Cournonsec et ses éléphants

L'origine du nom du village viendrait d'une légende qui a encore la vie dure.

Quelques années avant que ne vienne le Messie, non l'autre..., JC, les romains et les Carthaginois (Carthage est une ville située au nord-est de Tunis) étaient toujours en guerre (et les Grecs n'étaient pas en reste).

Au printemps 218 avant JC, Hannibal le bouillant chef Carthaginois avait eu la bonne idée d'attaquer Rome en remontant par l'Espagne pour traverser les Pyrénées puis la France en longeant la Méditerranée, éviter Marseille fidèle aux latins, gravir les cols alpins et descendre sur l'Italie pour prendre les romains à revers.

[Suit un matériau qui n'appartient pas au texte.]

use std::fmt;

/// Result type used by the loader.
pub type Result<T> = std::result::Result<T, ConfigError>;

/// Failures while locating, reading or parsing a configuration file.
#[derive(Debug)]
pub enum ConfigError {
    /// No file at the given path, or none of the searched locations matched.
    FileNotFound(String),
    /// The file exists but could not be read.
    ReadError(String),
    /// The contents are not valid JSON for the requested type.
    ParseError(String),
}

impl fmt::Display for ConfigError {
    fn fmt(&self, f: &mut fmt::Formatter<'_>) -> fmt::Result {
        match self {
            ConfigError::FileNotFound(path) => write!(f, "configuration file not found: {}", path),
            ConfigError::ReadError(msg) => write!(f, "cannot read configuration file: {}", msg),
            ConfigError::ParseError(msg) => write!(f, "invalid configuration: {}", msg),
        }
    }
}

impl std::error::Error for ConfigError {}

Déjà c'est pas simple, surtout avec les moyens de l'époque, sans GPS ni téléphone portable, mais en plus ce brave Hannibal avait eu la bonne idée d'emmener avec lui quelques ...37 éléphants, pour faire le buzz ça a bien marché.

Des 60 000 fantassins et 11 000 cavaliers il ne resta presque plus rien dix ans plus tard lorsqu'il fut écrasé sur ses terres par le proconsul romain, Scipion, devenu le légendaire Scipion l'Africain.

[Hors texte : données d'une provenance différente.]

//! Built-in software engine.
//!
//! Frames are coded losslessly, one macroblock row per slice. Key frames
//! carry raw samples and inter frames carry the byte-wise difference to the
//! previous reference, both run-length coded. Frame headers follow the
//! layout in [`super::bitstream`].

mod decoder;
mod encoder;
mod rle;

use super::bitstream;
use super::{DecoderContext, EncoderContext, Engine, StreamInfo};
use crate::codec::Capabilities;
use crate::common::constants::geometry::MACROBLOCK_SIZE;
use crate::config::EncoderConfig;
use crate::error::Status;
use crate::image::Image;
use std::ops::Range;

pub use decoder::ReferenceDecoder;
pub use encoder::ReferenceEncoder;

const PLANES: usize = 3;
const CHROMA_MACROBLOCK: usize = MACROBLOCK_SIZE / 2;

/// Contiguous I420 frame padded to whole macroblocks.
#[derive(Debug, Clone, PartialEq, Eq)]
pub(crate) struct MacroblockFrame {
    width: u32,
    height: u32,
    mb_cols: usize,
    mb_rows: usize,
    data: Vec<u8>,
}

impl MacroblockFrame {
    pub(crate) fn new(width: u32, height: u32) -> Self {
        let mb_cols = (width as usize).div_ceil(MACROBLOCK_SIZE);
        let mb_rows = (height as usize).div_ceil(MACROBLOCK_SIZE);
        let luma = mb_cols * mb_rows * MACROBLOCK_SIZE * MACROBLOCK_SIZE;
        MacroblockFrame {
            width,
            height,
            mb_cols,
            mb_rows,
            data: vec![0; luma + luma / 2],
        }
    }

    pub(crate) fn width(&self) -> u32 {
        self.width
    }

    pub(crate) fn height(&self) -> u32 {
        self.height
    }

    pub(crate) fn mb_rows(&self) -> usize {
        self.mb_rows
    }

    /// Padded luma width.
    pub(crate) fn coded_width(&self) -> u32 {
        (self.mb_cols * MACROBLOCK_SIZE) as u32
    }

    /// Padded luma height.
    pub(crate) fn coded_height(&self) -> u32 {
        (self.mb_rows * MACROBLOCK_SIZE) as u32
    }

    fn stride(&self, plane: usize) -> usize {
        if plane == 0 {
            self.mb_cols * MACROBLOCK_SIZE
        } else {
            self.mb_cols * CHROMA_MACROBLOCK
        }
    }

    fn plane_base(&self, plane: usize) -> usize {
        let luma = self.stride(0) * self.mb_rows * MACROBLOCK_SIZE;
        let chroma = self.stride(1) * self.mb_rows * CHROMA_MACROBLOCK;
        match plane {
            0 => 0,
            1 => luma,
            _ => luma + chroma,
        }
    }

    fn rows_per_slice(plane: usize) -> usize {
        if plane == 0 {
            MACROBLOCK_SIZE
        } else {
            CHROMA_MACROBLOCK
        }
    }

    /// Byte ranges of the Y, U and V rows belonging to macroblock row `mb_row`.
    pub(crate) fn slice_ranges(&self, mb_row: usize) -> [Range<usize>; PLANES] {
        std::array::from_fn(|plane| {
            let len = self.stride(plane) * Self::rows_per_slice(plane);
            let start = self.plane_base(plane) + mb_row * len;
            start..start + len
        })
    }

    /// Sample count of one slice across all planes.
    pub(crate) fn slice_len(&self) -> usize {
        self.slice_ranges(0).iter().map(|r| r.len()).sum()
    }

    pub(crate) fn slice(&self, mb_row: usize) -> impl Iterator<Item = u8> + '_ {
        self.slice_ranges(mb_row)
            .into_iter()
            .flat_map(move |range| self.data[range].iter().copied())
    }

    /// Writes `samples` (Y, then U, then V) into the rows of `mb_row`.
    pub(crate) fn write_slice(&mut self, mb_row: usize, samples: &[u8]) {
        let mut offset = 0;
        for range in self.slice_ranges(mb_row) {
            let len = range.len();
            self.data[range].copy_from_slice(&samples[offset..offset + len]);
            offset += len;
        }
    }

    /// Copies the display region of an I420 or YV12 image. Padding is zeroed.
    pub(crate) fn load(&mut self, image: &Image<'_>) {
        self.data.fill(0);
        for plane in 0..PLANES {
            let stride = self.stride(plane);
            let base = self.plane_base(plane);
            for row in 0..image.plane_rows(plane) {
                let src = image.row(plane, row);
                let start = base + row * stride;
                self.data[start..start + src.len()].copy_from_slice(src);
            }
        }
    }

    /// Copies the rows of `mb_row` into an I420 image of the padded geometry.
    pub(crate) fn store_slice(&self, mb_row: usize, image: &mut Image<'_>) {
        for (plane, range) in self.slice_ranges(mb_row).into_iter().enumerate() {
            let stride = self.stride(plane);
            let dst_stride = image.stride(plane);
            let first_row = mb_row * Self::rows_per_slice(plane);
            let dst = image.plane_mut(plane);
            for (i, src) in self.data[range].chunks_exact(stride).enumerate() {
                let start = (first_row + i) * dst_stride;
                dst[start..start + stride].copy_from_slice(src);
            }
        }
    }
}

/// Encoder side of the built-in engine.
#[derive(Debug, Clone, Copy, Default)]
pub struct ReferenceEncoderEngine;

impl Engine for ReferenceEncoderEngine {
    fn name(&self) -> &str {
        concat!("Reference Block Encoder v", env!("CARGO_PKG_VERSION"))
    }

    fn caps(&self) -> Capabilities {
        Capabilities::ENCODER
    }

    fn default_encoder_config(&self) -> Result<EncoderConfig, Status> {
        Ok(EncoderConfig::default())
    }

    fn init_encoder(&self, config: &EncoderConfig) -> Result<Box<dyn EncoderContext>, Status> {
        Ok(Box::new(ReferenceEncoder::new(config)?))
    }

    fn peek_stream_info(&self, data: &[u8]) -> Result<StreamInfo, Status> {
        bitstream::peek_stream_info(data)
    }
}

/// Decoder side of the built-in engine.
#[derive(Debug, Clone, Copy, Default)]
pub struct ReferenceDecoderEngine;

impl Engine for ReferenceDecoderEngine {
    fn name(&self) -> &str {
        concat!("Reference Block Decoder v", env!("CARGO_PKG_VERSION"))
    }

    fn caps(&self) -> Capabilities {
        Capabilities::DECODER | Capabilities::PUT_FRAME | Capabilities::PUT_SLICE
    }

    fn init_decoder(&self) -> Result<Box<dyn DecoderContext>, Status> {
        Ok(Box::new(ReferenceDecoder::new()))
    }

    fn peek_stream_info(&self, data: &[u8]) -> Result<StreamInfo, Status> {
        bitstream::peek_stream_info(data)
    }
}

#[cfg(test)]
mod tests {
    use super::*;
    use crate::image::ImageFormat;

    #[test]
    fn test_macroblock_padding() {
        let frame = MacroblockFrame::new(33, 17);
        assert_eq!(frame.coded_width(), 48);
        assert_eq!(frame.coded_height(), 32);
        assert_eq!(frame.mb_rows(), 2);
        assert_eq!(frame.data.len(), 48 * 32 * 3 / 2);
        assert_eq!(frame.slice_len(), 48 * 16 + 2 * 24 * 8);
    }

    #[test]
    fn test_slice_ranges_tile_the_frame() {
        let frame = MacroblockFrame::new(32, 48);
        let mut covered = vec![false; frame.data.len()];
        for mb_row in 0..frame.mb_rows() {
            for range in frame.slice_ranges(mb_row) {
                for i in range {
                    assert!(!covered[i]);
                    covered[i] = true;
                }
            }
        }
        assert!(covered.into_iter().all(|c| c));
    }

    #[test]
    fn test_load_and_store_keep_samples() {
        let mut image = Image::alloc(ImageFormat::I420, 18, 18, 1).unwrap();
        for (i, b) in image.data_mut().iter_mut().enumerate() {
            *b = (i % 251) as u8;
        }
        let mut frame = MacroblockFrame::new(18, 18);
        frame.load(&image);

        let mut out = Image::alloc(ImageFormat::I420, 32, 32, 16).unwrap();
        for mb_row in 0..frame.mb_rows() {
            frame.store_slice(mb_row, &mut out);
        }
        out.set_display_rect(crate::image::Rect::new(0, 0, 18, 18)).unwrap();

        for plane in 0..3 {
            for row in 0..image.plane_rows(plane) {
                assert_eq!(image.row(plane, row), out.row(plane, row));
            }
        }
    }

    #[test]
    fn test_yv12_loads_as_i420() {
        let mut image = Image::alloc(ImageFormat::Yv12, 2, 2, 1).unwrap();
        image.plane_mut(1).fill(50);
        image.plane_mut(2).fill(60);
        let mut frame = MacroblockFrame::new(2, 2);
        frame.load(&image);

        let [_, u, v] = frame.slice_ranges(0);
        assert_eq!(frame.data[u.start], 50);
        assert_eq!(frame.data[v.start], 60);
    }

    #[test]
    fn test_engine_names() {
        assert!(ReferenceEncoderEngine.name().ends_with(env!("CARGO_PKG_VERSION")));
        assert!(ReferenceDecoderEngine.init_encoder(&EncoderConfig::default()).is_err());
        assert!(ReferenceEncoderEngine.init_decoder().is_err());
    }
}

Pourtant il avait quand même anéanti les légions romaines (80 000 hommes), tués par ci par là des dizaines de milliers d'autres, un bon score au flipper, insuffisant pour faire game over. Condamné à l'exil (tiens tiens) il se suicida un peu plus tard.

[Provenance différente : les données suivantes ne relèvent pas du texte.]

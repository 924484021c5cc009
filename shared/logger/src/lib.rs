//! Leveled logger shared by the codec session crates.
//!
//! Messages are filtered by [`LogLevel`], tagged with an optional component
//! name (`"Encoder"`, `"Decoder"`, ...) and handed to a dedicated writer
//! thread so that engine calls never block on file I/O.

pub mod error;
mod log_level;
mod log_message;
mod log_writer;
mod logger;

pub use error::{LoggingError, Result};
pub use log_level::LogLevel;
pub use logger::Logger;
//! Packed RGB-family conversion
//!
//! Channel shuffling between RGB24, BGR24, RGBA32 and BGRA32 rows.

use crate::image::buffer::Image;
use crate::image::format::PackedLayout;

/// Alpha written when the source has none.
const OPAQUE: u8 = 255;

pub(crate) fn convert_packed(
    src: &Image<'_>,
    src_layout: PackedLayout,
    dst: &mut Image<'_>,
    dst_layout: PackedLayout,
) {
    let swap_only = src_layout.bytes_per_pixel == 3
        && dst_layout.bytes_per_pixel == 3
        && src_layout.red == dst_layout.blue;

    for row in 0..src.plane_rows(0) {
        let src_row = src.row(0, row);
        let dst_row = dst.row_mut(0, row);
        if swap_only {
            swap_red_blue(src_row, dst_row);
        } else {
            shuffle_row(src_row, src_layout, dst_row, dst_layout);
        }
    }
}

/// Reads the (r, g, b) triple of pixel `x` in a packed row.
#[inline]
pub(crate) fn read_rgb(row: &[u8], layout: PackedLayout, x: usize) -> [u8; 3] {
    let px = &row[x * layout.bytes_per_pixel..];
    [px[layout.red], px[layout.green], px[layout.blue]]
}

/// Writes an opaque pixel `x` into a packed row.
#[inline]
pub(crate) fn write_rgb(row: &mut [u8], layout: PackedLayout, x: usize, rgb: [u8; 3]) {
    let px = &mut row[x * layout.bytes_per_pixel..];
    px[layout.red] = rgb[0];
    px[layout.green] = rgb[1];
    px[layout.blue] = rgb[2];
    if let Some(alpha) = layout.alpha {
        px[alpha] = OPAQUE;
    }
}

fn shuffle_row(src: &[u8], src_layout: PackedLayout, dst: &mut [u8], dst_layout: PackedLayout) {
    let pixels = src.len() / src_layout.bytes_per_pixel;
    for x in 0..pixels {
        write_rgb(dst, dst_layout, x, read_rgb(src, src_layout, x));
        if let (Some(from), Some(to)) = (src_layout.alpha, dst_layout.alpha) {
            dst[x * dst_layout.bytes_per_pixel + to] = src[x * src_layout.bytes_per_pixel + from];
        }
    }
}

/// Swaps the first and third byte of every 3-byte pixel.
///
/// Works on 4 pixels (12 bytes) at a time, then finishes the remainder.
pub(crate) fn swap_red_blue(src: &[u8], dst: &mut [u8]) {
    const CHUNK_SIZE: usize = 12;
    const PIXEL_SIZE: usize = 3;

    let mut src_chunks = src.chunks_exact(CHUNK_SIZE);
    let mut dst_chunks = dst.chunks_exact_mut(CHUNK_SIZE);
    for (s, d) in (&mut src_chunks).zip(&mut dst_chunks) {
        d[0] = s[2];
        d[1] = s[1];
        d[2] = s[0];
        d[3] = s[5];
        d[4] = s[4];
        d[5] = s[3];
        d[6] = s[8];
        d[7] = s[7];
        d[8] = s[6];
        d[9] = s[11];
        d[10] = s[10];
        d[11] = s[9];
    }

    let src_rest = src_chunks.remainder();
    let dst_rest = dst_chunks.into_remainder();
    for (s, d) in src_rest
        .chunks_exact(PIXEL_SIZE)
        .zip(dst_rest.chunks_exact_mut(PIXEL_SIZE))
    {
        d[0] = s[2];
        d[1] = s[1];
        d[2] = s[0];
    }
}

Et Cournonsec dans tout ça ?

Hannibal et sa troupe, ou son troupeau, venant des Pyrénées pour rejoindre les Alpes sont passés par un lieu qui deviendra plus tard Cournonsec. La légende raconte que, cherchant un endroit sûr pour passer la nuit, il envoya ses éclaireurs qui lui signalèrent une colline avec non loin une source. Répondant à la question de ses éclaireurs s'il voulait passer la nuit ici il aurait répondu « Cur non », ce qui veut dire en Latin pourquoi pas. Cur non, cournon, allez va, pourquoi pas, ce qui aurait donné le nom de cournon à cette région (sauf qu'Hannibal ne parlait que le grec).

Un nom auquel on aurait ajouté le terme sec parce que la région est particulièrement aride, et Terral pour le village voisin balayé par un vent venu des terres, le terral en langue d'oc.

Eléphants ou non, Scipion l'Africain ou Hannibal, ce qui est sûr c'est que la bataille va faire rage dimanche mais que nous n'aurons  ni morts ni blessés à déplorer.


Pour les puristes rappelons que c'est à Cournonsec qu'exerçait un batteur extraordinaire du nom de Pontier, et ceci n'est pas une légende.